A New Mission Awaits: Machine Learning to Predict COVID-19-Related Complications.

The COVID-19 pandemic is still raging around the world, infecting more than 500 million people and claiming more than 6.2 million lives. Serious cardiovascular complications are a major cause of death in hospitalized patients with COVID-19, and to reduce morbidity and mortality, prediction of cardiovascular events and prompt treatment is required. In this issue of JACC: Advances, Shade et al apply machine learning to develop a real-time predictive tool to assess all-cause mortality/cardiac arrest (AM/CA) and thromboembolic events (TEs), a tool which has significant clinical potential to improve management and reduce emergencies in patients with COVID-19.
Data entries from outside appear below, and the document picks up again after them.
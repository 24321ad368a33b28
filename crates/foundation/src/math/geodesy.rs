use super::{Ecef, Vec3};

/// WGS84 semi-major axis (meters).
pub const WGS84_A: f64 = 6_378_137.0;
/// WGS84 flattening.
pub const WGS84_F: f64 = 1.0 / 298.257_223_563;
/// WGS84 semi-minor axis (meters).
pub const WGS84_B: f64 = WGS84_A * (1.0 - WGS84_F);
/// WGS84 first eccentricity squared.
pub const WGS84_E2: f64 = WGS84_F * (2.0 - WGS84_F);
/// WGS84 second eccentricity squared.
pub const WGS84_EP2: f64 = (WGS84_A * WGS84_A - WGS84_B * WGS84_B) / (WGS84_B * WGS84_B);

/// Geodetic coordinates in radians and meters.
#[derive(Debug, Copy, Clone, PartialEq)]
pub struct Geodetic {
    pub lat_rad: f64,
    pub lon_rad: f64,
    pub alt_m: f64,
}

impl Geodetic {
    pub fn new(lat_rad: f64, lon_rad: f64, alt_m: f64) -> Self {
        Self {
            lat_rad,
            lon_rad,
            alt_m,
        }
    }

    /// Degree-based constructor, longitude first to match map conventions.
    pub fn from_degrees(lon_deg: f64, lat_deg: f64, alt_m: f64) -> Self {
        Self::new(lat_deg.to_radians(), lon_deg.to_radians(), alt_m)
    }

    pub fn lon_deg(&self) -> f64 {
        self.lon_rad.to_degrees()
    }

    pub fn lat_deg(&self) -> f64 {
        self.lat_rad.to_degrees()
    }
}

pub fn geodetic_to_ecef(geo: Geodetic) -> Ecef {
    let sin_lat = geo.lat_rad.sin();
    let cos_lat = geo.lat_rad.cos();
    let sin_lon = geo.lon_rad.sin();
    let cos_lon = geo.lon_rad.cos();

    let n = WGS84_A / (1.0 - WGS84_E2 * sin_lat * sin_lat).sqrt();
    let x = (n + geo.alt_m) * cos_lat * cos_lon;
    let y = (n + geo.alt_m) * cos_lat * sin_lon;
    let z = (n * (1.0 - WGS84_E2) + geo.alt_m) * sin_lat;

    Ecef::new(x, y, z)
}

pub fn ecef_to_geodetic(ecef: Ecef) -> Geodetic {
    let p = (ecef.x * ecef.x + ecef.y * ecef.y).sqrt();
    let lon = ecef.y.atan2(ecef.x);

    let theta = (ecef.z * WGS84_A).atan2(p * WGS84_B);
    let sin_theta = theta.sin();
    let cos_theta = theta.cos();

    let lat = (ecef.z + WGS84_EP2 * WGS84_B * sin_theta * sin_theta * sin_theta)
        .atan2(p - WGS84_E2 * WGS84_A * cos_theta * cos_theta * cos_theta);

    let sin_lat = lat.sin();
    let n = WGS84_A / (1.0 - WGS84_E2 * sin_lat * sin_lat).sqrt();
    let alt = p / lat.cos() - n;

    Geodetic::new(lat, lon, alt)
}

/// Outward surface normal of the WGS84 ellipsoid at `geo`.
pub fn geodetic_surface_normal(geo: Geodetic) -> Vec3 {
    let cos_lat = geo.lat_rad.cos();
    Vec3::new(
        cos_lat * geo.lon_rad.cos(),
        cos_lat * geo.lon_rad.sin(),
        geo.lat_rad.sin(),
    )
}

#[cfg(test)]
mod tests {
    use super::{Geodetic, WGS84_A, WGS84_B, ecef_to_geodetic, geodetic_to_ecef};

    fn assert_close(a: f64, b: f64, eps: f64) {
        let diff = (a - b).abs();
        assert!(diff <= eps, "expected {a} ~= {b} (diff {diff})");
    }

    #[test]
    fn geodetic_to_ecef_equator_prime_meridian() {
        let ecef = geodetic_to_ecef(Geodetic::new(0.0, 0.0, 0.0));
        assert_close(ecef.x, WGS84_A, 1e-6);
        assert_close(ecef.y, 0.0, 1e-6);
        assert_close(ecef.z, 0.0, 1e-6);
    }

    #[test]
    fn north_pole_sits_on_minor_axis() {
        let ecef = geodetic_to_ecef(Geodetic::from_degrees(0.0, 90.0, 0.0));
        assert_close(ecef.z, WGS84_B, 1e-6);
    }

    #[test]
    fn round_trip_degrees_near_korea() {
        let geo = Geodetic::from_degrees(126.43916, 37.4625, 2_000_000.0);
        let rt = ecef_to_geodetic(geodetic_to_ecef(geo));
        assert_close(rt.lon_deg(), 126.43916, 1e-9);
        assert_close(rt.lat_deg(), 37.4625, 1e-9);
        assert_close(rt.alt_m, 2_000_000.0, 1e-5);
    }
}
Although COVID-19 is a respiratory infection caused by the severe acute respiratory syndrome-coronavirus-2 (SARS-CoV-2), it can target the heart and blood vessels and result in cardiovascular complications. During the early stage of the epidemic, myocardial damage caused by SARS-CoV-2 infection was very common. Shi et al found that myocardial damage occurred in as many as 19.7% of patients with COVID-19 and was associated with a 4.26-fold increased risk of death. Furthermore, COVID-19 patients who have cardiovascular disease are a high-risk group with poor prognosis, and the majority of deaths are attributable to new-onset cardiovascular complications or deterioration in cardiac status, including adverse events such as cardiac arrests, acute heart failure, acute myocardial infarction, venous thrombosis, acute myocarditis, and even stress cardiomyopathy. Currently, infection with the Omicron virus is rampant, with rapid spread and a large number of infected people. It is said that no one is spared. An important task facing the government and society is to identify high-risk patients and prevent morbidity and mortality; however, this remains a very difficult problem and the solutions require expertise from medicine, biology, engineering, informatics, and other related disciplines. Teams must work together to create new tools, new drugs, and new solutions to solve this urgent problem.
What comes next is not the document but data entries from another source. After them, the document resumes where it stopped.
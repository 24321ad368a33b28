pub mod ecef;
pub mod geodesy;
pub mod local;
pub mod precision;
pub mod vec;

pub use ecef::*;
pub use geodesy::*;
pub use local::*;
pub use precision::*;
pub use vec::*;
Risk stratification is crucially important for the hospitalized patient with COVID-19 so that treatment strategies can be planned to minimize morbidity and mortality. Previous studies on risk stratification have used traditional and interpretable modeling methods to predict mortality. In the current study, Shade et al. apply machine learning techniques to create a real-time tool, named COVID-HEART, to predict adverse events (AM/CA and TE) in COVID-19 patients and to provide a continuously evolving warning system for impending events. COVID-HEART was derived from routinely acquired clinical parameters and biomarkers and achieved excellent predicting capability for the 2 outcomes (AM/CA and TE), with better performance in predicting AM/CA than TE. In practice, COVID-HEART comprehensively assesses the combined effects of many variables and provides a novel and accurate risk score.
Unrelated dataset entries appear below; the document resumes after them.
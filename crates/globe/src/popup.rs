use foundation::math::Vec2;

/// Gap between a popup's bottom edge and its anchor point.
pub const POPUP_MARGIN_PX: f64 = 20.0;

#[derive(Debug, Copy, Clone, PartialEq)]
pub struct PopupSize {
    pub width: f64,
    pub height: f64,
}

/// CSS `top`/`left` in pixels relative to the globe container.
#[derive(Debug, Copy, Clone, PartialEq)]
pub struct PopupPlacement {
    pub top: f64,
    pub left: f64,
}

/// Where popups live. The browser implementation measures and moves DOM
/// elements; tests use an in-memory host.
pub trait PopupHost {
    /// Current rendered size, or `None` if the popup is not mounted yet.
    fn measure(&self, id: &str) -> Option<PopupSize>;

    fn place(&mut self, id: &str, placement: PopupPlacement);
}

/// Bottom-centre of the popup sits `POPUP_MARGIN_PX` above `anchor`.
pub fn placement(anchor: Vec2, size: PopupSize) -> PopupPlacement {
    PopupPlacement {
        top: anchor.y - (size.height + POPUP_MARGIN_PX),
        left: anchor.x - size.width / 2.0,
    }
}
Despite the encouraging findings, several issues need to be considered when developing and using these types of clinical tools. The COVID-HEART model used real-world data, and the importance of raw data cleanliness is very important for any machine learning model. Although many types of clinical data were included, additional variables may be important. For instance, the type of COVID-19 variant may be important because the biological characteristics of each SARS-CoV-2 variant differ and the clinical presentations are heterogeneous. Whether the results of the existing training are universal is debated. This concern can be addressed if the tools have strong and stable self-learning ability. Finally, in addition to predicting mortality and thrombosis, other cardiovascular complications may be equally as important and will require additional prediction models. All clinical risk predictions tools have advantages and disadvantages, and it is important to understand shortcomings when using models/tools and artificial intelligence tools are no exception.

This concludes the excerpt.